How well did she serve her constituents? Unhappily, the answer is not well at all if we are to trust the bipartisan, nonprofit Tax Policy Center, an organization established jointly by Republicans and Democrats.
Collins was clear that she only voted for the tax bill after receiving assurances that remedial legislation would soon follow to repair some of the damage the bill inflicts on the health care system. But there was a far more effective way to prevent such damage: vote against the bill in the first place.
So we can only conclude that Collins was willing to accept some damage in order to achieve the tax goals of the bill. The Tax Policy Center’s analysis, which is easily available at their website, concluded that the bill was highly regressive, strongly favoring the wealthy over the rest of the country. The immediate tax benefits steadily increase in value from the poorest to the wealthiest, and this in a country already suffering from increasing income inequality.
The benefit for the wealthiest 1 percent is 2-1/2 times as great as that for those at the bottom, percentage-wise, and vastly greater dollar-wise. And by 10 years out, the time span of this bill, virtually all of the tax benefit goes to the top 1 percent. Does that serve the best interests of our state and country?

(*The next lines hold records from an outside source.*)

use thiserror::Error;

#[derive(Error, Debug)]
pub enum KVError {
    #[error("storage error: {0}")]
    Storage(String),
}
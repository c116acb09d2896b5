use std::collections::HashMap;
use std::fmt;
use std::str::FromStr;

use serde::{Deserialize, Serialize};

use crate::model::Role;

/// A gated application area. The set is closed: only sections listed here can
/// appear in the policy table or be asked about.
#[derive(Debug, Clone, Copy, PartialEq, Eq, Hash, Serialize, Deserialize)]
#[serde(rename_all = "lowercase")]
pub enum Section {
    Crm,
    Clientes,
    Leads,
    Proyectos,
    Comercial,
    Dashboard,
    Usuarios,
    Index,
    Config,
}

impl Section {
    pub fn as_str(&self) -> &'static str {
        match self {
            Section::Crm => "crm",
            Section::Clientes => "clientes",
            Section::Leads => "leads",
            Section::Proyectos => "proyectos",
            Section::Comercial => "comercial",
            Section::Dashboard => "dashboard",
            Section::Usuarios => "usuarios",
            Section::Index => "index",
            Section::Config => "config",
        }
    }
}

impl fmt::Display for Section {
    fn fmt(&self, f: &mut fmt::Formatter<'_>) -> fmt::Result {
        f.write_str(self.as_str())
    }
}

impl FromStr for Section {
    type Err = String;

    fn from_str(s: &str) -> Result<Self, Self::Err> {
        match s {
            "crm" => Ok(Section::Crm),
            "clientes" => Ok(Section::Clientes),
            "leads" => Ok(Section::Leads),
            "proyectos" => Ok(Section::Proyectos),
            "comercial" => Ok(Section::Comercial),
            "dashboard" => Ok(Section::Dashboard),
            "usuarios" => Ok(Section::Usuarios),
            "index" => Ok(Section::Index),
            "config" => Ok(Section::Config),
            other => Err(format!("unknown section '{}'", other)),
        }
    }
}

/// The static role → permitted-sections table. Built at construction, never
/// persisted. A role without an entry has an empty permission set.
#[derive(Debug, Clone)]
pub struct AccessPolicy {
    grants: HashMap<Role, Vec<Section>>,
}

impl AccessPolicy {
    /// Build a policy from explicit (role, sections) rows.
    pub fn new(rows: Vec<(Role, Vec<Section>)>) -> Self {
        Self {
            grants: rows.into_iter().collect(),
        }
    }

    /// Sections permitted for a role; empty when the role has no entry.
    pub fn sections_for(&self, role: Role) -> &[Section] {
        self.grants.get(&role).map(Vec::as_slice).unwrap_or(&[])
    }

    /// Membership check against a role's permitted set.
    pub fn allows(&self, role: Role, section: Section) -> bool {
        self.sections_for(role).contains(&section)
    }
}

impl Default for AccessPolicy {
    /// The CRM's fixed table: admins see everything, usuarios get the working
    /// sections but not `dashboard`, `usuarios` or `index`.
    fn default() -> Self {
        use Section::*;
        Self::new(vec![
            (
                Role::Admin,
                vec![
                    Crm, Clientes, Leads, Proyectos, Comercial, Dashboard, Usuarios, Index,
                    Config,
                ],
            ),
            (
                Role::Usuario,
                vec![Crm, Clientes, Leads, Proyectos, Comercial, Config],
            ),
        ])
    }
}

/// The outcome of an authorization check, separated from the navigation and
/// alert side effects so it can be tested without a browser.
#[derive(Debug, Clone, Copy, PartialEq, Eq)]
pub enum AccessDecision {
    /// Session present and the section is permitted for its role.
    Allow,
    /// No session; the caller should be sent to the login page.
    DenyNoSession,
    /// Session present but the section is outside the role's permitted set;
    /// the caller should be warned and sent back to the main page.
    DenyForbidden,
}

impl AccessDecision {
    pub fn is_allowed(&self) -> bool {
        matches!(self, AccessDecision::Allow)
    }
}

#[cfg(test)]
mod tests {
    use super::*;

    #[test]
    fn test_section_roundtrip() {
        for s in [
            Section::Crm,
            Section::Clientes,
            Section::Leads,
            Section::Proyectos,
            Section::Comercial,
            Section::Dashboard,
            Section::Usuarios,
            Section::Index,
            Section::Config,
        ] {
            assert_eq!(s.as_str().parse::<Section>().unwrap(), s);
        }
        assert!("facturas".parse::<Section>().is_err());
    }

    #[test]
    fn test_default_table() {
        let policy = AccessPolicy::default();
        assert_eq!(policy.sections_for(Role::Admin).len(), 9);
        assert!(policy.allows(Role::Admin, Section::Usuarios));
        assert!(policy.allows(Role::Usuario, Section::Config));
        assert!(!policy.allows(Role::Usuario, Section::Usuarios));
        assert!(!policy.allows(Role::Usuario, Section::Dashboard));
        assert!(!policy.allows(Role::Usuario, Section::Index));
    }

    #[test]
    fn test_missing_role_is_empty_set() {
        let policy = AccessPolicy::new(vec![(Role::Admin, vec![Section::Crm])]);
        assert!(policy.sections_for(Role::Usuario).is_empty());
        assert!(!policy.allows(Role::Usuario, Section::Crm));
    }
}
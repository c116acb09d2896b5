//! Auth module — user directory, session lifecycle and role-gated sections.
//!
//! # Resources
//!
//! - **User** — directory record keyed by email, seeded with one admin
//! - **Session** — the single authenticated identity for a profile
//! - **AccessPolicy** — static role → permitted-sections table
//! - **Guard** — page-protection entry point (decision + effects)
//!
//! # Usage
//!
//! ```ignore
//! use std::sync::Arc;
//! use crm_auth::{AuthService, Guard, service::AuthConfig};
//!
//! let service = AuthService::new(kv, AuthConfig::default())?;
//! let guard = Guard::new(service, effects);
//! if guard.protect(Section::Clientes)? {
//!     // render the page
//! }
//! ```

pub mod guard;
pub mod model;
pub mod service;

pub use guard::{Guard, PageEffects, RecordingEffects};
pub use model::{AccessDecision, AccessPolicy, NewUser, Role, Section, Session, User, UserPatch};
pub use service::{AuthConfig, AuthError, AuthService, CredentialVerifier, PlaintextVerifier};
use std::path::Path;
use std::sync::Arc;

use redb::{Database, TableDefinition};

use crate::error::KVError;
use crate::traits::KVStore;

const TABLE: TableDefinition<&str, &[u8]> = TableDefinition::new("crm");

/// RedbStore is a KVStore backed by redb — a pure-Rust embedded key-value
/// database. One database file per profile; the auth module stores its two
/// JSON documents in a single table.
pub struct RedbStore {
    db: Arc<Database>,
}

impl RedbStore {
    /// Open or create a redb database at the given path.
    pub fn open(path: &Path) -> Result<Self, KVError> {
        let db = Database::create(path).map_err(|e| KVError::Storage(e.to_string()))?;

        // Ensure the table exists by doing a write transaction.
        let write_txn = db
            .begin_write()
            .map_err(|e| KVError::Storage(e.to_string()))?;
        {
            let _table = write_txn
                .open_table(TABLE)
                .map_err(|e| KVError::Storage(e.to_string()))?;
        }
        write_txn
            .commit()
            .map_err(|e| KVError::Storage(e.to_string()))?;

        Ok(Self { db: Arc::new(db) })
    }
}

impl KVStore for RedbStore {
    fn get(&self, key: &str) -> Result<Option<Vec<u8>>, KVError> {
        let read_txn = self
            .db
            .begin_read()
            .map_err(|e| KVError::Storage(e.to_string()))?;
        let table = read_txn
            .open_table(TABLE)
            .map_err(|e| KVError::Storage(e.to_string()))?;

        match table.get(key) {
            Ok(Some(val)) => Ok(Some(val.value().to_vec())),
            Ok(None) => Ok(None),
            Err(e) => Err(KVError::Storage(e.to_string())),
        }
    }

    fn set(&self, key: &str, value: &[u8]) -> Result<(), KVError> {
        let write_txn = self
            .db
            .begin_write()
            .map_err(|e| KVError::Storage(e.to_string()))?;
        {
            let mut table = write_txn
                .open_table(TABLE)
                .map_err(|e| KVError::Storage(e.to_string()))?;
            table
                .insert(key, value)
                .map_err(|e| KVError::Storage(e.to_string()))?;
        }
        write_txn
            .commit()
            .map_err(|e| KVError::Storage(e.to_string()))?;
        Ok(())
    }

    fn delete(&self, key: &str) -> Result<(), KVError> {
        let write_txn = self
            .db
            .begin_write()
            .map_err(|e| KVError::Storage(e.to_string()))?;
        {
            let mut table = write_txn
                .open_table(TABLE)
                .map_err(|e| KVError::Storage(e.to_string()))?;
            table
                .remove(key)
                .map_err(|e| KVError::Storage(e.to_string()))?;
        }
        write_txn
            .commit()
            .map_err(|e| KVError::Storage(e.to_string()))?;
        Ok(())
    }
}

#[cfg(test)]
mod tests {
    use super::*;

    #[test]
    fn test_roundtrip() {
        let tmp = tempfile::NamedTempFile::new().unwrap();
        let store = RedbStore::open(tmp.path()).unwrap();

        assert!(store.get("crm_session").unwrap().is_none());

        store.set("crm_session", b"{\"email\":\"a@b.c\"}").unwrap();
        assert_eq!(
            store.get("crm_session").unwrap().unwrap(),
            b"{\"email\":\"a@b.c\"}"
        );

        store.set("crm_session", b"{}").unwrap();
        assert_eq!(store.get("crm_session").unwrap().unwrap(), b"{}");

        store.delete("crm_session").unwrap();
        assert!(store.get("crm_session").unwrap().is_none());
    }

    #[test]
    fn test_delete_absent_key_is_noop() {
        let tmp = tempfile::NamedTempFile::new().unwrap();
        let store = RedbStore::open(tmp.path()).unwrap();
        store.delete("nope").unwrap();
    }

    #[test]
    fn test_persists_across_reopen() {
        let tmp = tempfile::NamedTempFile::new().unwrap();
        {
            let store = RedbStore::open(tmp.path()).unwrap();
            store.set("crm_users", b"[]").unwrap();
        }
        let store = RedbStore::open(tmp.path()).unwrap();
        assert_eq!(store.get("crm_users").unwrap().unwrap(), b"[]");
    }
}
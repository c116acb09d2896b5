pub mod policy;
pub mod session;
pub mod user;

use std::sync::Arc;

use serde::Serialize;
use serde::de::DeserializeOwned;
use thiserror::Error;

use crm_kv::{KVError, KVStore};

use crate::model::{AccessPolicy, Role};

/// Auth service error type. Domain failures carry the offending value;
/// `Storage` and `Internal` wrap the ambient layers.
#[derive(Debug, Error)]
pub enum AuthError {
    #[error("invalid credentials")]
    InvalidCredentials,

    #[error("email already registered: {0}")]
    DuplicateEmail(String),

    #[error("email already in use: {0}")]
    EmailInUse(String),

    #[error("user not found: {0}")]
    NotFound(String),

    #[error("the seed administrator cannot be deleted")]
    ProtectedAccount,

    #[error("storage: {0}")]
    Storage(String),

    #[error("internal: {0}")]
    Internal(String),
}

impl From<KVError> for AuthError {
    fn from(e: KVError) -> Self {
        AuthError::Storage(e.to_string())
    }
}

/// The one user guaranteed to exist after `init()`, and the one address
/// `delete_user` refuses to remove.
#[derive(Debug, Clone)]
pub struct SeedAdmin {
    pub email: String,
    pub password: String,
    pub name: String,
}

/// Configuration for the auth service.
#[derive(Debug, Clone)]
pub struct AuthConfig {
    /// Storage key holding the JSON array of user records.
    pub users_key: String,
    /// Storage key holding the JSON session record.
    pub session_key: String,
    /// Administrator seeded on first run; protected from deletion.
    pub seed_admin: SeedAdmin,
    /// Page the guard navigates to when no session exists.
    pub login_page: String,
    /// Page the guard navigates to when a session lacks access.
    pub home_page: String,
}

impl Default for AuthConfig {
    fn default() -> Self {
        Self {
            users_key: "crm_users".to_string(),
            session_key: "crm_session".to_string(),
            seed_admin: SeedAdmin {
                email: "albert@pracmatik.com".to_string(),
                password: "admin123".to_string(),
                name: "Albert".to_string(),
            },
            login_page: "login.html".to_string(),
            home_page: "crm.html".to_string(),
        }
    }
}

/// Pluggable credential check. Login compares the stored secret against the
/// supplied one through this seam, so a hashed scheme can replace the exact
/// string match without touching the login contract.
pub trait CredentialVerifier: Send + Sync {
    fn verify(&self, stored: &str, supplied: &str) -> bool;
}

/// Exact plaintext comparison — the scheme the stored data actually uses.
pub struct PlaintextVerifier;

impl CredentialVerifier for PlaintextVerifier {
    fn verify(&self, stored: &str, supplied: &str) -> bool {
        stored == supplied
    }
}

/// The Auth service. Holds the storage backend, configuration, the static
/// access policy and the credential verifier.
pub struct AuthService {
    pub(crate) kv: Arc<dyn KVStore>,
    pub(crate) config: AuthConfig,
    pub(crate) policy: AccessPolicy,
    pub(crate) verifier: Box<dyn CredentialVerifier>,
}

impl AuthService {
    /// Create a new AuthService with the default policy table and plaintext
    /// credential check, seeding the user collection if absent.
    pub fn new(kv: Arc<dyn KVStore>, config: AuthConfig) -> Result<Arc<Self>, AuthError> {
        Self::with_parts(kv, config, AccessPolicy::default(), Box::new(PlaintextVerifier))
    }

    /// Create an AuthService with an explicit policy table and verifier.
    pub fn with_parts(
        kv: Arc<dyn KVStore>,
        config: AuthConfig,
        policy: AccessPolicy,
        verifier: Box<dyn CredentialVerifier>,
    ) -> Result<Arc<Self>, AuthError> {
        let svc = Arc::new(Self {
            kv,
            config,
            policy,
            verifier,
        });
        svc.init()?;
        Ok(svc)
    }

    /// The active configuration.
    pub fn config(&self) -> &AuthConfig {
        &self.config
    }

    /// Sections the given role may enter, per the policy table.
    pub fn sections_for(&self, role: Role) -> &[crate::model::Section] {
        self.policy.sections_for(role)
    }

    // ── JSON document helpers over the KV seam ──

    /// Read and decode a JSON document. Absent key → None.
    pub(crate) fn read_json<T: DeserializeOwned>(
        &self,
        key: &str,
    ) -> Result<Option<T>, AuthError> {
        match self.kv.get(key)? {
            Some(bytes) => {
                let value = serde_json::from_slice(&bytes)
                    .map_err(|e| AuthError::Internal(format!("decode '{}': {}", key, e)))?;
                Ok(Some(value))
            }
            None => Ok(None),
        }
    }

    /// Encode and persist a JSON document.
    pub(crate) fn write_json<T: Serialize>(&self, key: &str, value: &T) -> Result<(), AuthError> {
        let bytes = serde_json::to_vec(value)
            .map_err(|e| AuthError::Internal(format!("encode '{}': {}", key, e)))?;
        self.kv.set(key, &bytes)?;
        Ok(())
    }
}

/// Get the current time as an RFC 3339 string.
pub(crate) fn now_rfc3339() -> String {
    chrono::Utc::now().to_rfc3339()
}
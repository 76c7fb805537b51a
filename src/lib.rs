//! WIDS feature extractor - Kismet to Elasticsearch, no intermediary.
//!
//! Polls a Kismet sensor's REST API for recently-active wireless devices,
//! derives per-BSSID features (SSID entropy, RSSI statistics, channel,
//! client count), and bulk-indexes the resulting documents directly into
//! Elasticsearch. Designed to run unattended next to Kismet on a small
//! sensor node.
//!
//! # Architecture
//!
//! ```text
//! Kismet REST API (/devices/last-time/-N/devices.json)
//!          ↓
//! ┌─────────────────────────────────────────┐
//! │       KismetClient                       │
//! │  - Fetch devices in activity window      │
//! └─────────────────────────────────────────┘
//!          ↓
//! ┌─────────────────────────────────────────┐
//! │  FieldAdapter + feature builder          │
//! │  - Resolve nested / flattened layouts    │
//! │  - Skip devices without a BSSID          │
//! │  - SSID entropy, timestamp fallback      │
//! └─────────────────────────────────────────┘
//!          ↓
//! ┌─────────────────────────────────────────┐
//! │       Collector                          │
//! │  - One cycle per poll interval           │
//! │  - Errors isolated at cycle boundary     │
//! └─────────────────────────────────────────┘
//!          ↓
//! ┌─────────────────────────────────────────┐
//! │       EsSink                             │
//! │  - One _bulk request per batch           │
//! └─────────────────────────────────────────┘
//!          ↓
//!     Elasticsearch index
//! ```
//!
//! # Core Types
//!
//! - [`Config`] - Immutable process configuration from the environment
//! - [`FeatureRecord`] - Canonical per-BSSID feature document
//! - [`FieldAdapter`] - Layout-tolerant device field resolution
//! - [`Collector`] - Poll-transform-deliver cycle driver

pub mod collector;
pub mod config;
pub mod entropy;
pub mod features;
pub mod kismet;
pub mod sink;
pub mod timefmt;

// Re-export public types
pub use collector::{Collector, CycleError, CycleReport};
pub use config::Config;
pub use features::{build_feature_record, FeatureRecord, SensorIdentity};
pub use kismet::{DeviceField, FieldAdapter, KismetClient, SchemaLayout};
pub use sink::EsSink;
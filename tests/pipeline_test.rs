//! End-to-end cycle test: mocked Kismet upstream, mocked Elasticsearch
//! downstream, real everything in between.

use mockito::{Matcher, Server};
use serde_json::json;
use std::sync::Arc;
use wids_extractor::{Collector, Config, SchemaLayout};

fn make_config(kismet_url: String, es_url: String) -> Config {
    Config {
        kismet_url,
        kismet_window_sec: 10,
        kismet_schema: None,
        es_url,
        es_index: "wids-wireless-features".to_string(),
        es_username: None,
        es_password: None,
        es_pipeline: None,
        es_verify_certs: true,
        sensor_id: "pi-01".to_string(),
        sensor_site: "lab".to_string(),
        poll_interval_sec: 10,
    }
}

#[tokio::test]
async fn test_full_cycle_nested_layout() {
    let mut kismet = Server::new_async().await;
    let _kmock = kismet
        .mock("GET", "/devices/last-time/-10/devices.json")
        .with_status(200)
        .with_header("content-type", "application/json")
        .with_body(
            json!([
                {
                    "kismet.device.base": {
                        "macaddr": "AA:BB:CC:DD:EE:FF",
                        "name": "CoffeeShop_5G",
                        "manuf": "Ubiquiti",
                        "channel": 36,
                        "phyname": "IEEE802.11",
                        "first_time": 1700000000,
                        "last_time": 1700000600,
                        "num_clients": 4,
                        "signal": {
                            "kismet.common.signal.last": -52,
                            "kismet.common.signal.min": -71,
                            "kismet.common.signal.max": -48,
                            "kismet.common.signal.avg": -55.5
                        }
                    }
                },
                // SDR-style source with no MAC — must be dropped, not fatal
                { "kismet.device.base": { "name": "rtl433" } }
            ])
            .to_string(),
        )
        .create_async()
        .await;

    let mut es = Server::new_async().await;
    let bulk_mock = es
        .mock("POST", "/_bulk")
        .match_header("content-type", "application/x-ndjson")
        .match_body(Matcher::AllOf(vec![
            Matcher::Regex(r#""_index":"wids-wireless-features""#.to_string()),
            Matcher::Regex(r#""bssid":"AA:BB:CC:DD:EE:FF""#.to_string()),
            Matcher::Regex(r#""ssid":"CoffeeShop_5G""#.to_string()),
            Matcher::Regex(r#""sensor\.id":"pi-01""#.to_string()),
            Matcher::Regex(r#""client_count":4"#.to_string()),
        ]))
        .with_status(200)
        .with_header("content-type", "application/json")
        .with_body(
            json!({
                "took": 3,
                "errors": false,
                "items": [{"index": {"_index": "wids-wireless-features", "status": 201}}]
            })
            .to_string(),
        )
        .create_async()
        .await;

    let collector =
        Collector::new(Arc::new(make_config(kismet.url(), es.url()))).unwrap();
    let report = collector.run_cycle().await.unwrap();

    assert_eq!(report.fetched, 2);
    assert_eq!(report.indexed, 1);
    assert_eq!(report.dropped, 1);
    bulk_mock.assert_async().await;
}

#[tokio::test]
async fn test_full_cycle_flattened_layout_autodetected() {
    let mut kismet = Server::new_async().await;
    let _kmock = kismet
        .mock("GET", "/devices/last-time/-10/devices.json")
        .with_status(200)
        .with_header("content-type", "application/json")
        .with_body(
            json!([
                {
                    "kismet.device.base.macaddr": "11:22:33:44:55:66",
                    "kismet.device.base.name": "HomeNet",
                    "kismet.device.base.channel": "11",
                    "kismet.common.signal.last": -60
                }
            ])
            .to_string(),
        )
        .create_async()
        .await;

    let mut es = Server::new_async().await;
    let bulk_mock = es
        .mock("POST", "/_bulk")
        .match_body(Matcher::AllOf(vec![
            Matcher::Regex(r#""bssid":"11:22:33:44:55:66""#.to_string()),
            // Channel typed as a string by the source stays a string
            Matcher::Regex(r#""channel":"11""#.to_string()),
            Matcher::Regex(r#""rssi_last":-60"#.to_string()),
        ]))
        .with_status(200)
        .with_header("content-type", "application/json")
        .with_body(
            json!({
                "took": 2,
                "errors": false,
                "items": [{"index": {"_index": "wids-wireless-features", "status": 201}}]
            })
            .to_string(),
        )
        .create_async()
        .await;

    let collector =
        Collector::new(Arc::new(make_config(kismet.url(), es.url()))).unwrap();
    let report = collector.run_cycle().await.unwrap();

    assert_eq!(report.indexed, 1);
    bulk_mock.assert_async().await;
}

#[tokio::test]
async fn test_pinned_layout_with_pipeline_and_auth() {
    let mut kismet = Server::new_async().await;
    let _kmock = kismet
        .mock("GET", "/devices/last-time/-10/devices.json")
        .with_status(200)
        .with_header("content-type", "application/json")
        .with_body(
            json!([{ "kismet.device.base": { "macaddr": "AA:BB:CC:00:11:22" } }]).to_string(),
        )
        .create_async()
        .await;

    let mut es = Server::new_async().await;
    let bulk_mock = es
        .mock("POST", "/_bulk")
        .match_query(Matcher::UrlEncoded("pipeline".into(), "wids-enrich".into()))
        .match_header(
            "authorization",
            // "elastic:changeme" base64-encoded
            "Basic ZWxhc3RpYzpjaGFuZ2VtZQ==",
        )
        .with_status(200)
        .with_header("content-type", "application/json")
        .with_body(
            json!({
                "took": 2,
                "errors": false,
                "items": [{"index": {"_index": "wids-wireless-features", "status": 201}}]
            })
            .to_string(),
        )
        .create_async()
        .await;

    let mut config = make_config(kismet.url(), es.url());
    config.kismet_schema = Some(SchemaLayout::Nested);
    config.es_pipeline = Some("wids-enrich".to_string());
    config.es_username = Some("elastic".to_string());
    config.es_password = Some("changeme".to_string());

    let collector = Collector::new(Arc::new(config)).unwrap();
    let report = collector.run_cycle().await.unwrap();

    assert_eq!(report.indexed, 1);
    bulk_mock.assert_async().await;
}
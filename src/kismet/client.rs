//! HTTP client for the Kismet REST API.

use anyhow::{anyhow, Context, Result};
use reqwest::Client;
use serde_json::Value;
use std::time::Duration;

/// Bound on a single device-list request. One slow poll must not hang the
/// process past its next scheduled cycle.
const FETCH_TIMEOUT: Duration = Duration::from_secs(5);

/// Client for the Kismet device-inventory endpoint.
///
/// Fetches devices seen within a relative time window using the documented
/// `/devices/last-time/{timestamp}/devices.json` endpoint, where a negative
/// timestamp means "seconds before now".
pub struct KismetClient {
    http_client: Client,
    base_url: String,
    window_sec: u64,
}

impl KismetClient {
    /// Create a client for the given base URL and activity window.
    pub fn new(base_url: String, window_sec: u64) -> Result<Self> {
        let http_client = Client::builder()
            .timeout(FETCH_TIMEOUT)
            .build()
            .context("Failed to build Kismet HTTP client")?;
        Ok(Self {
            http_client,
            base_url,
            window_sec,
        })
    }

    /// Fetch devices active within the configured window.
    ///
    /// Returns the raw device objects — field resolution is the
    /// [`FieldAdapter`](crate::kismet::fields::FieldAdapter)'s job.
    pub async fn fetch_devices(&self) -> Result<Vec<Value>> {
        let url = format!(
            "{}/devices/last-time/-{}/devices.json",
            self.base_url, self.window_sec
        );

        let response = self
            .http_client
            .get(&url)
            .send()
            .await
            .context("Failed to send device-list request to Kismet")?;

        let status = response.status();
        if !status.is_success() {
            return Err(anyhow!("Kismet API error: {}", status));
        }

        let devices: Vec<Value> = response
            .json()
            .await
            .context("Failed to parse Kismet device list (expected a JSON array)")?;

        Ok(devices)
    }
}
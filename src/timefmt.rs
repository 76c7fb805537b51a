//! Epoch timestamp normalization.
//!
//! Kismet reports `first_time` / `last_time` as Unix epoch seconds, but the
//! values arrive inside untyped JSON and are occasionally missing or
//! garbage. A malformed timestamp must never abort an otherwise-valid
//! device, so normalization falls back to a caller-supplied instant instead
//! of failing.

use chrono::{DateTime, TimeZone, Utc};
use serde_json::Value;

/// Convert a possibly-missing epoch-seconds JSON value to a UTC timestamp.
///
/// Accepts JSON numbers and numeric strings (fractional seconds are kept).
/// Anything absent, non-numeric, non-finite, or outside chrono's
/// representable range yields `fallback`.
pub fn epoch_to_utc(value: Option<&Value>, fallback: DateTime<Utc>) -> DateTime<Utc> {
    let secs = match value {
        Some(Value::Number(n)) => n.as_f64(),
        Some(Value::String(s)) => s.trim().parse::<f64>().ok(),
        _ => None,
    };

    match secs {
        Some(s) if s.is_finite() => {
            let whole = s.trunc();
            let nanos = ((s - whole) * 1e9) as u32;
            match Utc.timestamp_opt(whole as i64, nanos) {
                chrono::LocalResult::Single(dt) => dt,
                _ => fallback,
            }
        }
        _ => fallback,
    }
}
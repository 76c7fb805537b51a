//! Upstream collaborator: the Kismet device-inventory API.

pub mod client;
pub mod fields;

pub use client::KismetClient;
pub use fields::{DeviceField, FieldAdapter, SchemaLayout};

The other half of the tax benefit goes to corporations, whose tax rate will drop from 35 percent to 21 percent. The theory is that corporations will now use these additional profits to invest and expand, creating new jobs and economic growth. But there already is more than enough money available for corporations to expand if they want to. Corporate profits are at record highs, and investment money is readily available at record low interest rates.
What holds them back now is the lack of additional demand for their products. If we truly wanted to stimulate the economy, the tax bill would have provided the bulk of tax relief to lower- and middle-income families. Spending that money would create additional demand for economic expansion. Trickle up is far more effective that trickle down. If we can believe the historical record of the multiple tax cuts over the last half-century, the bulk of the increased corporate profits will be distributed as stock dividends, creating another benefit that will flow to the wealthiest among us.
The tax bill achieves all this by adding $1.5 trillion to the national debt. If we had decided to borrow that much money for the benefit of our country, imagine what it could buy in terms of education, health care, care for the elderly, investments in research to create new economic opportunities, providing cleaner air, water and renewable energy, and repairing our failing infrastructure, all of which would create new jobs and new opportunities.
So what are we to think of Collins’ vote for the tax bill? We can only conclude that despite her best efforts, she failed to understand the larger implications of the bill. Either that, or she did understand and chose to vote in favor of the very wealthy over the rest of us.
Langley does not think it appropriate for us to criticize Collins so vociferously. He is wrong. Not only do we have the right to voice our objections, we have an obligation, a responsibility, to do so. Beyond the dollars involved, this tax bill is a callous attack on our democratic values. It is borrowing an immense amount of money to gift to the wealthiest among us money that the rest of us eventually will have to pay back. We can only hope our good senator listens to our voices.
Kenneth Paigen is a professor at The Jackson Laboratory. He lives in Bar Harbor.